The Play framework has JsPath, which I like quite a bit. It allows for traversals of the kind I assume Tim would want to do with XPath.

http://www.playframework.com/documentation/2.1.1/api/scala/i...


That sort of syntax reminds me of Objective C's key paths.

  [object valueForKeyPath:@"them.public_keys.primary.bundle"];
which is part of the larger, more in depth, Key-Value coding interface. It was definitely something I missed going back to PHP, Javascript and other languages after using Objective C.


We built a jackson extension to offer this sort of friendly filtering automatically with JAX-RS endpoints: https://github.com/HubSpot/jackson-jaxrs-propertyfiltering


I'm a little late to the party, but I recently wrote something that can help with this problem. It has the added benefit of acting as a kind of reverse proxy:

http://github.com/alexose/sieve


Couldn't a "possibly null" member access operator help here? E.g.:

   var key = user?.them?.public_keys?.primary?.bundle;
where

    object?.property
is equivalent to

    object ? object.property : null


I'd rather just have a functions similar to clojure/clojurescript's get-in[0], update-in[1], assoc-in[2], dissoc-in[3] for working with nested objects/arrays. These are pretty easy to write in Python, Ruby, and Javascript, although I'm not aware of any public library that implements them. It really makes working with JSON-returning apis a breeze.

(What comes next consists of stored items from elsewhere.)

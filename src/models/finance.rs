// src/models/finance.rs

use chrono::NaiveDate;
use rust_decimal::Decimal;
use serde::{Deserialize, Serialize};
use uuid::Uuid;

// --- Custos fixos ---

#[derive(Debug, Clone, Default, Serialize, Deserialize)]
#[serde(rename_all = "camelCase", default)]
pub struct FixedCostItem {
    pub id: Uuid,
    pub name: String,
    pub value: Decimal,
}

/// Custos fixos mensais e a estimativa de vendas usada no rateio.
#[derive(Debug, Clone, Serialize, Deserialize)]
#[serde(rename_all = "camelCase", default)]
pub struct FixedCosts {
    /// Soma de items[].value, mantida junto com cada mutação da lista.
    pub total: Decimal,
    /// Volume mensal estimado de unidades vendidas.
    pub estimated_sales: Decimal,
    pub items: Vec<FixedCostItem>,
}

impl Default for FixedCosts {
    fn default() -> Self {
        Self {
            total: Decimal::ZERO,
            estimated_sales: Decimal::ONE_HUNDRED,
            items: Vec::new(),
        }
    }
}

// --- Fundo de logística ---

#[derive(Debug, Clone, Default, Serialize, Deserialize)]
#[serde(rename_all = "camelCase", default)]
pub struct LogisticsFundDeposit {
    pub id: Uuid,
    pub date: Option<NaiveDate>,
    pub value: Decimal,
    pub description: Option<String>,
}

/// Caixa reservado para transporte e alimentação das viagens de compra.
/// Saldo negativo é um estado válido e exibido: sinaliza que o fundo
/// precisa de novo aporte.
#[derive(Debug, Clone, Default, Serialize, Deserialize)]
#[serde(rename_all = "camelCase", default)]
pub struct LogisticsFund {
    pub deposits: Vec<LogisticsFundDeposit>,
    pub total_deposited: Decimal,
    /// Soma do totalLogistics das viagens CONFIRMADAS.
    pub total_spent: Decimal,
    pub balance: Decimal,
}
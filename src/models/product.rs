// src/models/product.rs

use rust_decimal::Decimal;
use serde::{Deserialize, Serialize};
use uuid::Uuid;

// --- Variações ---

/// Opção de um eixo de variação ("Preta", "P"...). Carrega identidade
/// própria para que renomear o rótulo não perca personalizações feitas
/// nas variações geradas.
#[derive(Debug, Clone, Default, Serialize, Deserialize)]
#[serde(rename_all = "camelCase", default)]
pub struct VariationOption {
    pub id: Uuid,
    pub label: String,
}

/// Eixo de variação de um produto ("Cor", "Tamanho"), com opções ordenadas.
#[derive(Debug, Clone, Default, Serialize, Deserialize)]
#[serde(rename_all = "camelCase", default)]
pub struct VariationType {
    pub id: Uuid,
    pub name: String,
    pub options: Vec<VariationOption>,
}

/// Uma combinação concreta de opções (produto do cartesiano dos eixos).
/// `key` é a identidade estável da combinação (ids das opções), usada para
/// preservar personalizações quando a lista é regenerada; `name` é só
/// exibição ("Preta / P").
#[derive(Debug, Clone, Default, Serialize, Deserialize)]
#[serde(rename_all = "camelCase", default)]
pub struct Variation {
    pub id: Uuid,
    pub key: String,
    pub name: String,
    pub combination: Vec<String>,
    pub active: bool,
    /// Listas próprias desta variação. Ausente = herda as do produto base.
    pub materials: Option<Vec<ProductMaterial>>,
    pub selected_extras: Option<Vec<ProductExtra>>,
}

/// Chave estável de uma combinação de opções, independente dos rótulos.
pub fn combination_key(options: &[&VariationOption]) -> String {
    options
        .iter()
        .map(|o| o.id.to_string())
        .collect::<Vec<_>>()
        .join("+")
}

// --- Composição do produto ---

#[derive(Debug, Clone, Default, Serialize, Deserialize)]
#[serde(rename_all = "camelCase", default)]
pub struct ProductMaterial {
    pub id: Uuid,
    pub material_id: Uuid,
    /// Quantidade consumida, em unidades de USO do insumo.
    pub quantity: Decimal,
}

#[derive(Debug, Clone, Default, Serialize, Deserialize)]
#[serde(rename_all = "camelCase", default)]
pub struct ProductExtra {
    pub id: Uuid,
    pub extra_id: Uuid,
    pub quantity: Decimal,
}

// --- Produto ---

// Os campos derivados (materialCost, totalCost, suggestedPrice, realMargin,
// fixedCostPerUnit) são FOTOGRAFIAS gravadas no salvamento/recálculo; não
// acompanham mudanças posteriores no catálogo. O recálculo é sempre uma
// operação explícita.
#[derive(Debug, Clone, Default, Serialize, Deserialize)]
#[serde(rename_all = "camelCase", default)]
pub struct Product {
    pub id: Uuid,
    pub name: String,
    pub description: Option<String>,

    // Entradas de custo
    pub labor_cost: Decimal,
    /// Imposto (%) sobre o preço de venda.
    pub tax: Decimal,
    /// Comissão (%) sobre o preço de venda.
    pub commission: Decimal,
    /// Taxa do sistema/site (%) sobre o preço de venda.
    pub platform_fee: Decimal,
    /// Margem desejada (%).
    pub margin: Decimal,

    // Saídas derivadas (fotografia do último recálculo)
    pub material_cost: Decimal,
    pub extras_cost: Decimal,
    /// Custo fixo rateado por unidade, congelado no salvamento.
    pub fixed_cost_per_unit: Decimal,
    pub total_cost: Decimal,
    pub suggested_price: Decimal,
    pub real_margin: Decimal,
    /// Preço efetivamente praticado; 0 = usar o sugerido.
    pub final_price: Decimal,

    // Composição
    pub materials: Vec<ProductMaterial>,
    pub selected_extras: Vec<ProductExtra>,
    pub variation_types: Vec<VariationType>,
    pub variations: Vec<Variation>,
}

[0] - http://clojuredocs.org/clojure_core/clojure.core/get-in

[1] - http://clojuredocs.org/clojure_core/clojure.core/update-in

[2] - http://clojuredocs.org/clojure_core/clojure.core/assoc-in

[3] - http://clojuredocs.org/clojure_core/clojure.core/dissoc-in


The authors JWalk is basically get-in. Lenses, as popularised by Haskell, solve a similar problem.



underscore.js does this with a pick function

_.pick( {a:1,b:2}, "a" );

underscore is cool.


If you think underscore is cool, you'll go bananas over lodash.


Yet another single letter namespaced project to collide with other single letter namespace projects.


lodash is a replacement for underscore, so it's definitely not as bad as all those '$' libraries. Just make sure lodash gets loaded after underscore, since it's a superset (and faster)


thanks for the suggestion i shall look it up!